Congé paternité: non à une étatisation déraisonnable

14 mai 2016 Revue de presse

Le congé paternité réclamé par le syndicat Travail.Suisse fait fi de la diversité du tissu économique, composé essentiellement de PME. Il reviendrait à 400 millions, une charge largement excessive, plaide Marco Taddei, membre de la direction de l’Union patronale suisse, responsable de l’antenne romande de l’organisation à Lausanne.

Serpent de mer de la politique fédérale, le congé paternité revient sur le devant de la scène. En dépit du récent rejet au Parlement de l’initiative parlementaire du conseiller national Martin Candinas, qui préconisait un congé de deux semaines, le syndicat Travail.Suisse vient d’annoncer le lancement, prévu pour fin mai, d’une initiative populaire «Pour un congé paternité raisonnable – en faveur de toute la famille» de quatre semaines.

Tous les pères à la maison, est-ce vraiment raisonnable? Nul ne conteste le fait que la naissance d’un enfant entraîne d’importants changements dans un foyer, mais fonder une famille est une affaire privée dans laquelle l’Etat n’a pas à intervenir. Une nouvelle extension des assurances sociales se traduirait par une fâcheuse intrusion dans le mode de fonctionnement des entreprises, susceptible d’alourdir leurs charges.

Le congé paternité fait fi de l’extrême diversité de notre tissu économique
Etatiser le congé paternité en légiférant de manière uniforme, c’est faire fi de l’extrême diversité de notre tissu économique, composé pour l’essentiel de PME. Si en droit suisse le congé usuel pour la naissance d’un enfant est d’un jour, nombre d’entreprises, qui en ont les moyens, se montrent plus généreuses en la matière selon des modalités – de durée et de financement – qui peuvent varier en fonction de la taille de ces sociétés.

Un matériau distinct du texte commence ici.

#[cfg(test)]
mod tests {
    use super::*;
    use crate::tile::OCEAN_VALUE;
    use approx::assert_abs_diff_eq;
    use std::fs::{self, OpenOptions};
    use std::io::{Seek, SeekFrom, Write};
    use tempfile::TempDir;

    /// Create all sixteen tiles as sparse, zero-filled files
    fn create_globe_dir(dir: &Path) {
        for tile in TileCatalog::globe().tiles() {
            let file = fs::File::create(dir.join(tile.name)).unwrap();
            file.set_len(tile.file_size()).unwrap();
        }
    }

    /// Write a raw sample at the cell containing (lon, lat)
    fn write_sample(dir: &Path, lon: f64, lat: f64, value: i16) {
        let coord = Coordinate::new(lon, lat).unwrap();
        let (tile, offset) = grid::resolve(&TileCatalog::globe(), &coord).unwrap();
        let mut file = OpenOptions::new()
            .write(true)
            .open(dir.join(tile.name))
            .unwrap();
        file.seek(SeekFrom::Start(offset)).unwrap();
        file.write_all(&value.to_le_bytes()).unwrap();
    }

    #[test]
    fn test_point_elevation() {
        let temp_dir = TempDir::new().unwrap();
        create_globe_dir(temp_dir.path());
        write_sample(temp_dir.path(), 11.1416, 51.7894, 123);

        let service = GlobeService::new(temp_dir.path()).unwrap();

        assert_eq!(service.elevation_at(11.1416, 51.7894).unwrap(), 123);
        // Same cell, different raw input
        assert_eq!(service.elevation_at(11.14, 51.79).unwrap(), 123);
        // Neighbouring cell untouched
        assert_eq!(service.elevation_at(11.15, 51.79).unwrap(), 0);
    }

    #[test]
    fn test_ocean_is_zero() {
        let temp_dir = TempDir::new().unwrap();
        create_globe_dir(temp_dir.path());
        write_sample(temp_dir.path(), 0.0, 0.0, OCEAN_VALUE);
        write_sample(temp_dir.path(), -30.0, -10.0, -12);

        let service = GlobeService::new(temp_dir.path()).unwrap();

        let point = Coordinate::new(0.0, 0.0).unwrap();
        assert_eq!(service.elevation(point).unwrap(), 0.0);
        assert_eq!(service.elevation_at(-30.0, -10.0).unwrap(), -12);
    }

    #[test]
    fn test_poles_and_seam() {
        let temp_dir = TempDir::new().unwrap();
        create_globe_dir(temp_dir.path());
        write_sample(temp_dir.path(), 0.0, 90.0, 2000);
        write_sample(temp_dir.path(), 0.0, -90.0, 2800);
        write_sample(temp_dir.path(), 180.0, 10.0, 5);

        let service = GlobeService::new(temp_dir.path()).unwrap();

        assert_eq!(service.elevation_at(0.0, 91.0).unwrap(), 2000);
        assert_eq!(service.elevation_at(0.0, -95.0).unwrap(), 2800);
        // 180° wraps onto the western edge
        assert_eq!(service.elevation_at(-180.0, 10.0).unwrap(), 5);
    }

    #[test]
    fn test_mean_elevation() {
        let temp_dir = TempDir::new().unwrap();
        create_globe_dir(temp_dir.path());

        let bbox = BoundingBox::from_corners((-106.6, 35.0), (-106.5, 35.1)).unwrap();
        for (i, point) in bbox.points().enumerate() {
            write_sample(temp_dir.path(), point.lon(), point.lat(), 1500 + i as i16);
        }

        let service = GlobeService::new(temp_dir.path()).unwrap();
        let mean = service.mean_elevation(&bbox).unwrap();

        // 169 points valued 1500..=1668
        assert_abs_diff_eq!(mean, 1584.0, epsilon = 1e-9);

        let reversed = BoundingBox::from_corners((-106.5, 35.1), (-106.6, 35.0)).unwrap();
        assert_eq!(service.mean_elevation(&reversed).unwrap(), mean);
    }

    #[test]
    fn test_degenerate_box_matches_point() {
        let temp_dir = TempDir::new().unwrap();
        create_globe_dir(temp_dir.path());
        write_sample(temp_dir.path(), 11.1416, 51.7894, 123);

        let service = GlobeService::new(temp_dir.path()).unwrap();
        let point = Coordinate::new(11.1416, 51.7894).unwrap();

        let from_point = service.elevation(point).unwrap();
        let from_box = service.elevation(BoundingBox::new(point, point)).unwrap();
        assert_eq!(from_point, 123.0);
        assert_eq!(from_box, from_point);
    }

    #[test]
    fn test_antimeridian_mean() {
        let temp_dir = TempDir::new().unwrap();
        create_globe_dir(temp_dir.path());
        write_sample(temp_dir.path(), -179.5, 67.7, 1000);
        write_sample(temp_dir.path(), 179.5, 67.7, 500);
        // Outside the box
        write_sample(temp_dir.path(), 0.0, 67.7, 30000);

        let service = GlobeService::new(temp_dir.path()).unwrap();
        let bbox = BoundingBox::from_corners((179.0, 67.5), (-179.0, 68.0)).unwrap();

        let mean = service.mean_elevation(&bbox).unwrap();
        assert_abs_diff_eq!(mean, 1500.0 / bbox.point_count() as f64, epsilon = 1e-12);
    }

    #[test]
    fn test_too_many_points() {
        let temp_dir = TempDir::new().unwrap();
        create_globe_dir(temp_dir.path());

        let service = GlobeServiceBuilder::new(temp_dir.path())
            .max_points(100)
            .build()
            .unwrap();

        let bbox = BoundingBox::from_corners((-106.6, 35.0), (-106.5, 35.1)).unwrap();
        match service.mean_elevation(&bbox) {
            Err(GlobeError::TooManyPoints { count, max }) => {
                assert_eq!(count, 169);
                assert_eq!(max, 100);
            }
            other => panic!("Expected TooManyPoints, got {:?}", other),
        }

        // Nothing was read
        let stats = service.cache_stats();
        assert_eq!(stats.hit_count + stats.miss_count, 0);
    }

    #[test]
    fn test_large_box_exceeds_default_cap() {
        let temp_dir = TempDir::new().unwrap();
        create_globe_dir(temp_dir.path());

        let service = GlobeService::new(temp_dir.path()).unwrap();
        let bbox = BoundingBox::from_corners((0.0, -80.0), (170.0, 80.0)).unwrap();
        assert!(matches!(
            service.mean_elevation(&bbox),
            Err(GlobeError::TooManyPoints { .. })
        ));
    }

    #[test]
    fn test_box_error_aborts_aggregation() {
        let temp_dir = TempDir::new().unwrap();
        create_globe_dir(temp_dir.path());

        let service = GlobeService::new(temp_dir.path()).unwrap();
        // Truncate a tile after validation so reads run past its end
        fs::File::create(temp_dir.path().join("e10g")).unwrap();
        service.close_all();

        let bbox = BoundingBox::from_corners((-106.6, 35.0), (-106.5, 35.1)).unwrap();
        assert!(matches!(
            service.mean_elevation(&bbox),
            Err(GlobeError::ShortRead { .. })
        ));
    }

    #[test]
    fn test_missing_data_dir() {
        let temp_dir = TempDir::new().unwrap();
        let result = GlobeService::new(temp_dir.path().join("missing"));
        assert!(matches!(
            result,
            Err(GlobeError::DataDirectoryMissing { .. })
        ));

        // Directory present, tiles absent
        let result = GlobeService::new(temp_dir.path());
        assert!(matches!(result, Err(GlobeError::DataFileMissing { .. })));
    }

    #[test]
    fn test_candidates_fall_back() {
        let empty = TempDir::new().unwrap();
        let data = TempDir::new().unwrap();
        create_globe_dir(data.path());

        let service = GlobeServiceBuilder::new(empty.path())
            .candidate(data.path())
            .build()
            .unwrap();
        assert_eq!(service.data_dir(), data.path());
    }

    #[test]
    fn test_reconfigure_closes_handles() {
        let first = TempDir::new().unwrap();
        let second = TempDir::new().unwrap();
        create_globe_dir(first.path());
        create_globe_dir(second.path());
        write_sample(first.path(), 11.1416, 51.7894, 100);
        write_sample(second.path(), 11.1416, 51.7894, 200);

        let mut service = GlobeServiceBuilder::new(first.path())
            .file_open_timeout_ms(60_000)
            .build()
            .unwrap();
        assert_eq!(service.elevation_at(11.1416, 51.7894).unwrap(), 100);
        assert_eq!(service.cache_stats().open_handles, 1);

        service
            .reconfigure(GlobeServiceBuilder::new(second.path()).file_open_timeout_ms(60_000))
            .unwrap();
        assert_eq!(service.cache_stats().open_handles, 0);
        assert_eq!(service.data_dir(), second.path());
        assert_eq!(service.elevation_at(11.1416, 51.7894).unwrap(), 200);
    }

    #[test]
    fn test_failed_reconfigure_keeps_directory() {
        let data = TempDir::new().unwrap();
        create_globe_dir(data.path());
        write_sample(data.path(), 11.1416, 51.7894, 100);

        let mut service = GlobeService::new(data.path()).unwrap();
        service.elevation_at(11.1416, 51.7894).unwrap();

        let result = service.reconfigure(GlobeServiceBuilder::new(data.path().join("missing")));
        assert!(matches!(
            result,
            Err(GlobeError::DataDirectoryMissing { .. })
        ));
        assert_eq!(service.cache_stats().open_handles, 0);
        assert_eq!(service.data_dir(), data.path());
        assert_eq!(service.elevation_at(11.1416, 51.7894).unwrap(), 100);
    }

    #[test]
    fn test_caching_disabled() {
        let temp_dir = TempDir::new().unwrap();
        create_globe_dir(temp_dir.path());

        let service = GlobeServiceBuilder::new(temp_dir.path())
            .file_open_timeout_ms(-1)
            .build()
            .unwrap();
        service.elevation_at(1.0, 1.0).unwrap();
        service.elevation_at(2.0, 2.0).unwrap();

        let stats = service.cache_stats();
        assert_eq!(stats.open_handles, 0);
        assert_eq!(stats.miss_count, 2);
        assert_eq!(stats.closed_count, 2);
    }

    #[test]
    fn test_point_elevations_batch() {
        let temp_dir = TempDir::new().unwrap();
        create_globe_dir(temp_dir.path());
        write_sample(temp_dir.path(), 11.1416, 51.7894, 123);

        let service = GlobeService::new(temp_dir.path()).unwrap();
        let coords = vec![(11.1416, 51.7894), (f64::NAN, 0.0), (600.0, 0.0), (0.0, 0.0)];
        let results = service.point_elevations(&coords, -1);

        assert_eq!(results, vec![123, -1, -1, 0]);
    }

    #[test]
    fn test_from_env_with_values() {
        let temp_dir = TempDir::new().unwrap();

        // Save original values
        let orig_dir = std::env::var_os("GLOBE_DATA_DIR");
        let orig_timeout = std::env::var_os("GLOBE_FILE_TIMEOUT_MS");
        let orig_points = std::env::var_os("GLOBE_MAX_POINTS");
        let orig_auto_close = std::env::var_os("GLOBE_AUTO_CLOSE");

        let dirs = std::env::join_paths([temp_dir.path(), Path::new("/elsewhere")]).unwrap();
        std::env::set_var("GLOBE_DATA_DIR", &dirs);
        std::env::set_var("GLOBE_FILE_TIMEOUT_MS", "-1");
        std::env::set_var("GLOBE_MAX_POINTS", "not a number");
        std::env::set_var("GLOBE_AUTO_CLOSE", "Yes");

        let builder = GlobeServiceBuilder::from_env();
        assert_eq!(builder.data_dirs(), [temp_dir.path(), Path::new("/elsewhere")]);
        assert_eq!(builder.file_open_timeout_ms, -1);
        assert_eq!(builder.max_points, DEFAULT_MAX_POINTS);
        assert!(builder.auto_close);

        // Restore original values
        for (name, value) in [
            ("GLOBE_DATA_DIR", orig_dir),
            ("GLOBE_FILE_TIMEOUT_MS", orig_timeout),
            ("GLOBE_MAX_POINTS", orig_points),
            ("GLOBE_AUTO_CLOSE", orig_auto_close),
        ] {
            match value {
                Some(v) => std::env::set_var(name, v),
                None => std::env::remove_var(name),
            }
        }
    }

    #[test]
    fn test_builder_defaults() {
        let builder = GlobeServiceBuilder::default();
        assert_eq!(builder.data_dirs().len(), DEFAULT_DATA_DIRS.len());
        assert_eq!(builder.file_open_timeout_ms, DEFAULT_FILE_OPEN_TIMEOUT_MS);
        assert_eq!(builder.max_points, DEFAULT_MAX_POINTS);
        assert!(!builder.auto_close);
    }

    #[test]
    fn test_auto_close_after_each_query() {
        let temp_dir = TempDir::new().unwrap();
        create_globe_dir(temp_dir.path());
        write_sample(temp_dir.path(), 11.1416, 51.7894, 123);

        let service = GlobeServiceBuilder::new(temp_dir.path())
            .file_open_timeout_ms(60_000)
            .auto_close(true)
            .build()
            .unwrap();
        assert!(service.auto_close());

        let point = Coordinate::new(11.1416, 51.7894).unwrap();
        assert_eq!(service.elevation(point).unwrap(), 123.0);
        assert_eq!(service.cache_stats().open_handles, 0);

        // Failed queries close too
        fs::remove_file(temp_dir.path().join("a10g")).unwrap();
        let bbox = BoundingBox::from_corners((-106.6, 35.0), (-106.5, 35.1)).unwrap();
        service.elevation(bbox).unwrap();
        let arctic = Coordinate::new(-170.0, 60.0).unwrap();
        assert!(service.elevation(arctic).is_err());

        // A batch opens each tile once and closes at the end
        let coords = [(11.1416, 51.7894), (11.1416, 51.7894)];
        assert_eq!(service.point_elevations(&coords, -1), vec![123, 123]);
        assert_eq!(service.elevation_at(11.1416, 51.7894).unwrap(), 123);

        let stats = service.cache_stats();
        assert_eq!(stats.open_handles, 0);
        assert_eq!(stats.opened_count, 4);
        assert_eq!(stats.closed_count, 4);
    }

    #[test]
    fn test_huge_timeout_builds() {
        let temp_dir = TempDir::new().unwrap();
        create_globe_dir(temp_dir.path());
        write_sample(temp_dir.path(), 11.1416, 51.7894, 123);

        let service = GlobeServiceBuilder::new(temp_dir.path())
            .file_open_timeout_ms(i64::MAX)
            .build()
            .unwrap();
        assert_eq!(service.elevation_at(11.1416, 51.7894).unwrap(), 123);
        assert_eq!(service.cache_stats().open_handles, 1);
    }

    #[test]
    fn test_extreme_box_is_too_many_points() {
        let temp_dir = TempDir::new().unwrap();
        create_globe_dir(temp_dir.path());

        let service = GlobeService::new(temp_dir.path()).unwrap();
        let bbox = BoundingBox::from_corners((1e300, 0.0), (-1e300, 0.0)).unwrap();
        match service.mean_elevation(&bbox) {
            Err(GlobeError::TooManyPoints { count, .. }) => assert_eq!(count, u64::MAX),
            other => panic!("Expected TooManyPoints, got {:?}", other),
        }
        assert_eq!(service.cache_stats().opened_count, 0);
    }
}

Plusieurs enquêtes montrent que la durée moyenne du congé paternité offert volontairement par les entreprises est d’une semaine.

Dans le modèle proposé par le conseiller national Candinas, dont s’inspirent les syndicats, la nouvelle assurance serait financée par le régime des allocations pour perte de gain (APG), au taux de remplacement de 80 pour cent. Selon les estimations, la pause professionnelle de deux semaines (dix jours œuvrés) aurait coûté 200 millions de francs par an, pris en charge, de manière paritaire, par les salariés et les employeurs. Dit autrement, 400 millions de francs seraient nécessaires chaque année pour financer l’allocation paternité «raisonnable» de Travail.Suisse.

400 millions, un luxe qu’on ne peut pas se permettre
Peut-on se permettre un tel luxe? Assurément, non. Pour faire face aux aléas de l’initiative sur l’immigration de masse et du franc fort, la priorité doit être donnée à l’allégement des charges des entreprises. La capacité concurrentielle de la Suisse est en jeu. De plus, les lendemains s’annoncent d’ores et déjà difficiles pour les assurés et les employeurs qui devront financer l’indispensable réforme de la prévoyance vieillesse. Enfin, ô paradoxe, une extension des prestations risque de fragiliser le régime des APG, qui finance l’assurance maternité.

On ne saurait trop souligner la nécessité d’adopter des mesures durables pour mieux concilier vie familiale et vie professionnelle. Or, le congé paternité ne contribuerait en rien à la réalisation de cet objectif. Sur le plan politique, l’amélioration des offres d’accueil extra-familial et parascolaire des enfants demeure prioritaire. Les entreprises quant à elles doivent tout mettre en œuvre pour offrir une flexibilité accrue des horaires de travail.

On oublie les débâcles répétées des précédentes initiatives
Travail.Suisse a la mémoire courte. Les débâcles répétées des initiatives populaires pour les six semaines de vacances et pour le salaire minimum montrent que le recours à l’arme de l’initiative – qui se fait au mépris du partenariat social – est une stratégie perdante. Autre leçon à tirer du passé: le rejet en mars 2003, d’un article constitutionnel sur la famille. Il faut donc s’inspirer de la volonté populaire et s’opposer sans réserve à un congé paternité prescrit par l’Etat, qui menace la compétitivité de notre économie, en laissant aux entreprises toute latitude pour introduire et aménager un tel congé.

L’article de Marco Taddei a été publié dans «Le Temps».